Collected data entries
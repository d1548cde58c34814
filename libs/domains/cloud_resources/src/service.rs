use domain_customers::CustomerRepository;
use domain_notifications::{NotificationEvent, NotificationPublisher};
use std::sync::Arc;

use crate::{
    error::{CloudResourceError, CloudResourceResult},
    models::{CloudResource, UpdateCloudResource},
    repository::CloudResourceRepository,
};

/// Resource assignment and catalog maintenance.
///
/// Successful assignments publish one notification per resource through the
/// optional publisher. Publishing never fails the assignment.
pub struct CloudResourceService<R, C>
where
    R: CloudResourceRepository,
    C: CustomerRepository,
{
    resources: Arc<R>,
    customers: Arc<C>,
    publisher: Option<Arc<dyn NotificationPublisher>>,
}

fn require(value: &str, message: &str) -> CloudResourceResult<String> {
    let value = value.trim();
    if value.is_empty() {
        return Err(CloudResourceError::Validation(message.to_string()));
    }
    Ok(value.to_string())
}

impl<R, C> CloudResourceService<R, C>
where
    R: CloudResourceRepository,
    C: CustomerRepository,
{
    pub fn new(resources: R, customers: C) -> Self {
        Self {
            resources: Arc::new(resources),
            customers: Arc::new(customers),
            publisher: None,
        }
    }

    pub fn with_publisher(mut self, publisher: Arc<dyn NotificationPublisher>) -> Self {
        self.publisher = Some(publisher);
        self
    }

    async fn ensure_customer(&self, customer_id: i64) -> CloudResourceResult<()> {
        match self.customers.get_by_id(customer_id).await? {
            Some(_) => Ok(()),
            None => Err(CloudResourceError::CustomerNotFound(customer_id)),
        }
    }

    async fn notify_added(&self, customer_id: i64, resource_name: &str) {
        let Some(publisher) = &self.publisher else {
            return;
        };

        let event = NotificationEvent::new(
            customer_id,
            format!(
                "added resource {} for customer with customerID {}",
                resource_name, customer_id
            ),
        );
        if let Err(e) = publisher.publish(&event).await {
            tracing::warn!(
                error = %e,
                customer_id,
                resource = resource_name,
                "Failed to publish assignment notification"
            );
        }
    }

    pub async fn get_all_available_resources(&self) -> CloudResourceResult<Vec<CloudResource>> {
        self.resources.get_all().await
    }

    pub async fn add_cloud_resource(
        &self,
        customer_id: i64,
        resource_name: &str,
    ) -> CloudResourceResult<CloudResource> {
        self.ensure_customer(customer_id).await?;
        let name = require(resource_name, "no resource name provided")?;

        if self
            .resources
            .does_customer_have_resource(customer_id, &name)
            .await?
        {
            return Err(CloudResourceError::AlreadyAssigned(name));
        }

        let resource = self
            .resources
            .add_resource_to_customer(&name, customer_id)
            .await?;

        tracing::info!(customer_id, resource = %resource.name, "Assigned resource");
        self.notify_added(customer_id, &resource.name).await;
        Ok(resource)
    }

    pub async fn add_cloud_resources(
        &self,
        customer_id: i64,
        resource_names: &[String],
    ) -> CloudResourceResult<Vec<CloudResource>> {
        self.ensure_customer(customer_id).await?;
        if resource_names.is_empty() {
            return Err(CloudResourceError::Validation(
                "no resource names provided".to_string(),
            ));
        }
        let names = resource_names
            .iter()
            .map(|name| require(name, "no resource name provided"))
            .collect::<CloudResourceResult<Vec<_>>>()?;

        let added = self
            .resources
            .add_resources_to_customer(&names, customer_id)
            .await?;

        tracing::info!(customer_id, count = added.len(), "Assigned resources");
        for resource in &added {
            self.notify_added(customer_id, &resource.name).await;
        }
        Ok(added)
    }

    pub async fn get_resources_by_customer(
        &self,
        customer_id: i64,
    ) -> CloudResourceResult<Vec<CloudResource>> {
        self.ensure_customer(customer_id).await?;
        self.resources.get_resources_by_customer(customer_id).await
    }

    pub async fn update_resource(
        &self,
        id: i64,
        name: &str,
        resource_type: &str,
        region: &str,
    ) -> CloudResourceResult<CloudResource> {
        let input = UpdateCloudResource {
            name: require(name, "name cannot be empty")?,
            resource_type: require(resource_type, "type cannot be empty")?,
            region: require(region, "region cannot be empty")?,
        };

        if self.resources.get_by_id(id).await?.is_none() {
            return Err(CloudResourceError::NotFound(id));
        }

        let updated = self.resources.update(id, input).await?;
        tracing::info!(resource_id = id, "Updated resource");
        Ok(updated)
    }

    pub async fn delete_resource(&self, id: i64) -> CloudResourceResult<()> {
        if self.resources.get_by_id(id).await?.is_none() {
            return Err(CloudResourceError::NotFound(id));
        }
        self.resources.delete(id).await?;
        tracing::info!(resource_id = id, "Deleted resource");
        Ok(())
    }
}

Prompt:
Each record is to be restated word for word.

Output below:
repository d1548cde58c34814
filename libs/domains/cloud_resources/src/service.rs
use domain_customers::CustomerRepository;
use domain_notifications::{NotificationEvent, NotificationPublisher};
use std::sync::Arc;

use crate::{
    error::{CloudResourceError, CloudResourceResult},
    models::{CloudResource, UpdateCloudResource},
    repository::CloudResourceRepository,
};

/// Resource assignment and catalog maintenance.
///
/// Successful assignments publish one notification per resource through the
/// optional publisher. Publishing never fails the assignment.
pub struct CloudResourceService<R, C>
where
    R: CloudResourceRepository,
    C: CustomerRepository,
{
    resources: Arc<R>,
    customers: Arc<C>,
    publisher: Option<Arc<dyn NotificationPublisher>>,
}

fn require(value: &str, message: &str) -> CloudResourceResult<String> {
    let value = value.trim();
    if value.is_empty() {
        return Err(CloudResourceError::Validation(message.to_string()));
    }
    Ok(value.to_string())
}

impl<R, C> CloudResourceService<R, C>
where
    R: CloudResourceRepository,
    C: CustomerRepository,
{
    pub fn new(resources: R, customers: C) -> Self {
        Self {
            resources: Arc::new(resources),
            customers: Arc::new(customers),
            publisher: None,
        }
    }

    pub fn with_publisher(mut self, publisher: Arc<dyn NotificationPublisher>) -> Self {
        self.publisher = Some(publisher);
        self
    }

    async fn ensure_customer(&self, customer_id: i64) -> CloudResourceResult<()> {
        match self.customers.get_by_id(customer_id).await? {
            Some(_) => Ok(()),
            None => Err(CloudResourceError::CustomerNotFound(customer_id)),
        }
    }

    async fn notify_added(&self, customer_id: i64, resource_name: &str) {
        let Some(publisher) = &self.publisher else {
            return;
        };

        let event = NotificationEvent::new(
            customer_id,
            format!(
                "added resource {} for customer with customerID {}",
                resource_name, customer_id
            ),
        );
        if let Err(e) = publisher.publish(&event).await {
            tracing::warn!(
                error = %e,
                customer_id,
                resource = resource_name,
                "Failed to publish assignment notification"
            );
        }
    }

    pub async fn get_all_available_resources(&self) -> CloudResourceResult<Vec<CloudResource>> {
        self.resources.get_all().await
    }

    pub async fn add_cloud_resource(
        &self,
        customer_id: i64,
        resource_name: &str,
    ) -> CloudResourceResult<CloudResource> {
        self.ensure_customer(customer_id).await?;
        let name = require(resource_name, "no resource name provided")?;

        if self
            .resources
            .does_customer_have_resource(customer_id, &name)
            .await?
        {
            return Err(CloudResourceError::AlreadyAssigned(name));
        }

        let resource = self
            .resources
            .add_resource_to_customer(&name, customer_id)
            .await?;

        tracing::info!(customer_id, resource = %resource.name, "Assigned resource");
        self.notify_added(customer_id, &resource.name).await;
        Ok(resource)
    }

    pub async fn add_cloud_resources(
        &self,
        customer_id: i64,
        resource_names: &[String],
    ) -> CloudResourceResult<Vec<CloudResource>> {
        self.ensure_customer(customer_id).await?;
        if resource_names.is_empty() {
            return Err(CloudResourceError::Validation(
                "no resource names provided".to_string(),
            ));
        }
        let names = resource_names
            .iter()
            .map(|name| require(name, "no resource name provided"))
            .collect::<CloudResourceResult<Vec<_>>>()?;

        let added = self
            .resources
            .add_resources_to_customer(&names, customer_id)
            .await?;

        tracing::info!(customer_id, count = added.len(), "Assigned resources");
        for resource in &added {
            self.notify_added(customer_id, &resource.name).await;
        }
        Ok(added)
    }

    pub async fn get_resources_by_customer(
        &self,
        customer_id: i64,
    ) -> CloudResourceResult<Vec<CloudResource>> {
        self.ensure_customer(customer_id).await?;
        self.resources.get_resources_by_customer(customer_id).await
    }

    pub async fn update_resource(
        &self,
        id: i64,
        name: &str,
        resource_type: &str,
        region: &str,
    ) -> CloudResourceResult<CloudResource> {
        let input = UpdateCloudResource {
            name: require(name, "name cannot be empty")?,
            resource_type: require(resource_type, "type cannot be empty")?,
            region: require(region, "region cannot be empty")?,
        };

        if self.resources.get_by_id(id).await?.is_none() {
            return Err(CloudResourceError::NotFound(id));
        }

        let updated = self.resources.update(id, input).await?;
        tracing::info!(resource_id = id, "Updated resource");
        Ok(updated)
    }

    pub async fn delete_resource(&self, id: i64) -> CloudResourceResult<()> {
        if self.resources.get_by_id(id).await?.is_none() {
            return Err(CloudResourceError::NotFound(id));
        }
        self.resources.delete(id).await?;
        tracing::info!(resource_id = id, "Deleted resource");
        Ok(())
    }
}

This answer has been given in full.